───── Data for analysis
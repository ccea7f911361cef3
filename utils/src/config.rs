use crate::error::ConfigError;
use log::LevelFilter;
use std::{env, fmt, path::PathBuf, str::FromStr, time::Duration};

pub const DEFAULT_RPC_PORT: u16 = 9547;

/// Process-level settings read from the environment (and `.env`, if present).
#[derive(Clone, Debug, Default)]
pub struct Config {
    pub log_level: Option<LevelFilter>,

    pub log_dir: Option<PathBuf>,
}

impl Config {
    pub fn from_env() -> Result<Self, ConfigError> {
        // A missing .env is fine, the process environment still applies
        let _ = dotenvy::dotenv();

        Self::from_lookup(|key| env::var(key).ok())
    }

    pub fn from_lookup<F>(lookup: F) -> Result<Self, ConfigError>
    where
        F: Fn(&str) -> Option<String>,
    {
        let non_empty = |key: &str| lookup(key).filter(|v| !v.is_empty());

        let log_level = match non_empty("LOG_LEVEL") {
            Some(v) => Some(LevelFilter::from_str(&v).map_err(|_| ConfigError::LogLevel(v))?),
            None => None,
        };

        Ok(Config {
            log_level,
            log_dir: non_empty("LOG_DIR").map(PathBuf::from),
        })
    }
}

/// Immutable monitor settings, resolved once at startup.
#[derive(Clone, Debug, PartialEq, Eq)]
pub struct MonitorConfig {
    pub node: String,
    pub port: u16,

    /// Target seconds between cycle starts
    pub interval: u64,

    /// Cycles the height may stay unchanged before alerting
    pub tolerance: u64,

    pub min_alert_height: u64,

    /// 0 runs forever
    pub stop: u64,
}

impl MonitorConfig {
    pub fn new(
        node: impl Into<String>,
        port: u16,
        interval: u64,
        tolerance: u64,
        min_alert_height: u64,
        stop: u64,
    ) -> Result<Self, ConfigError> {
        let node = node.into();
        if node.trim().is_empty() {
            return Err(ConfigError::EmptyNode);
        }
        if port == 0 {
            return Err(ConfigError::ZeroPort);
        }

        Ok(MonitorConfig {
            node,
            port,
            interval,
            tolerance,
            min_alert_height,
            stop,
        })
    }

    pub fn rpc_url(&self) -> String {
        format!("http://{}:{}", self.node, self.port)
    }

    pub fn interval_duration(&self) -> Duration {
        Duration::from_secs(self.interval)
    }

    pub fn runs_forever(&self) -> bool {
        self.stop == 0
    }
}

impl fmt::Display for MonitorConfig {
    fn fmt(&self, f: &mut fmt::Formatter<'_>) -> fmt::Result {
        write!(
            f,
            "node={} port={} interval={} tolerance={} min={} stop={}",
            self.node, self.port, self.interval, self.tolerance, self.min_alert_height, self.stop
        )
    }
}
//! Lifecycle events and assertions for the external verification harness.
//!
//! `AntithesisReporter` hands every record to the harness SDK, which talks to the harness
//! when running under it and writes JSON lines to `ANTITHESIS_SDK_LOCAL_OUTPUT` otherwise.

use antithesis_sdk::{antithesis_init, assert_always, assert_sometimes, lifecycle};
use log::{debug, warn};
use serde_json::Value;

pub const PROGRESS_MESSAGE: &str = "Blockchain is progressing";

/// Narrow interface the monitor reports through.
pub trait Reporter {
    /// `condition` must hold every time this is evaluated.
    fn always(&mut self, condition: bool, message: &str, details: &Value);

    /// `condition` must hold at least once over the run.
    fn sometimes(&mut self, condition: bool, message: &str, details: &Value);

    fn send_event(&mut self, name: &str, details: &Value);
}

impl<R: Reporter + ?Sized> Reporter for Box<R> {
    fn always(&mut self, condition: bool, message: &str, details: &Value) {
        (**self).always(condition, message, details)
    }

    fn sometimes(&mut self, condition: bool, message: &str, details: &Value) {
        (**self).sometimes(condition, message, details)
    }

    fn send_event(&mut self, name: &str, details: &Value) {
        (**self).send_event(name, details)
    }
}

impl<R: Reporter + ?Sized> Reporter for &mut R {
    fn always(&mut self, condition: bool, message: &str, details: &Value) {
        (**self).always(condition, message, details)
    }

    fn sometimes(&mut self, condition: bool, message: &str, details: &Value) {
        (**self).sometimes(condition, message, details)
    }

    fn send_event(&mut self, name: &str, details: &Value) {
        (**self).send_event(name, details)
    }
}

/// Reports through the harness SDK.
///
/// The SDK catalogs assertions by literal message at link time, so only messages with a
/// registered call site below can be asserted. Anything else is logged and dropped.
pub struct AntithesisReporter {
    _private: (),
}

impl AntithesisReporter {
    pub fn init() -> Self {
        antithesis_init();
        AntithesisReporter { _private: () }
    }
}

impl Reporter for AntithesisReporter {
    fn always(&mut self, condition: bool, message: &str, details: &Value) {
        debug!("always({}) {:?}: {}", condition, message, details);
        match message {
            PROGRESS_MESSAGE => {
                assert_always!(condition, "Blockchain is progressing", details)
            }
            other => warn!("No registered always assertion for {:?}", other),
        }
    }

    fn sometimes(&mut self, condition: bool, message: &str, details: &Value) {
        debug!("sometimes({}) {:?}: {}", condition, message, details);
        match message {
            PROGRESS_MESSAGE => {
                assert_sometimes!(condition, "Blockchain is progressing", details)
            }
            other => warn!("No registered sometimes assertion for {:?}", other),
        }
    }

    fn send_event(&mut self, name: &str, details: &Value) {
        debug!("event {:?}: {}", name, details);
        lifecycle::send_event(name, details);
    }
}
──────────
## Your goal
What lines in the material mention "once"? Copy every one of them.

## Finished task
/// Immutable monitor settings, resolved once at startup.
    /// `condition` must hold at least once over the run.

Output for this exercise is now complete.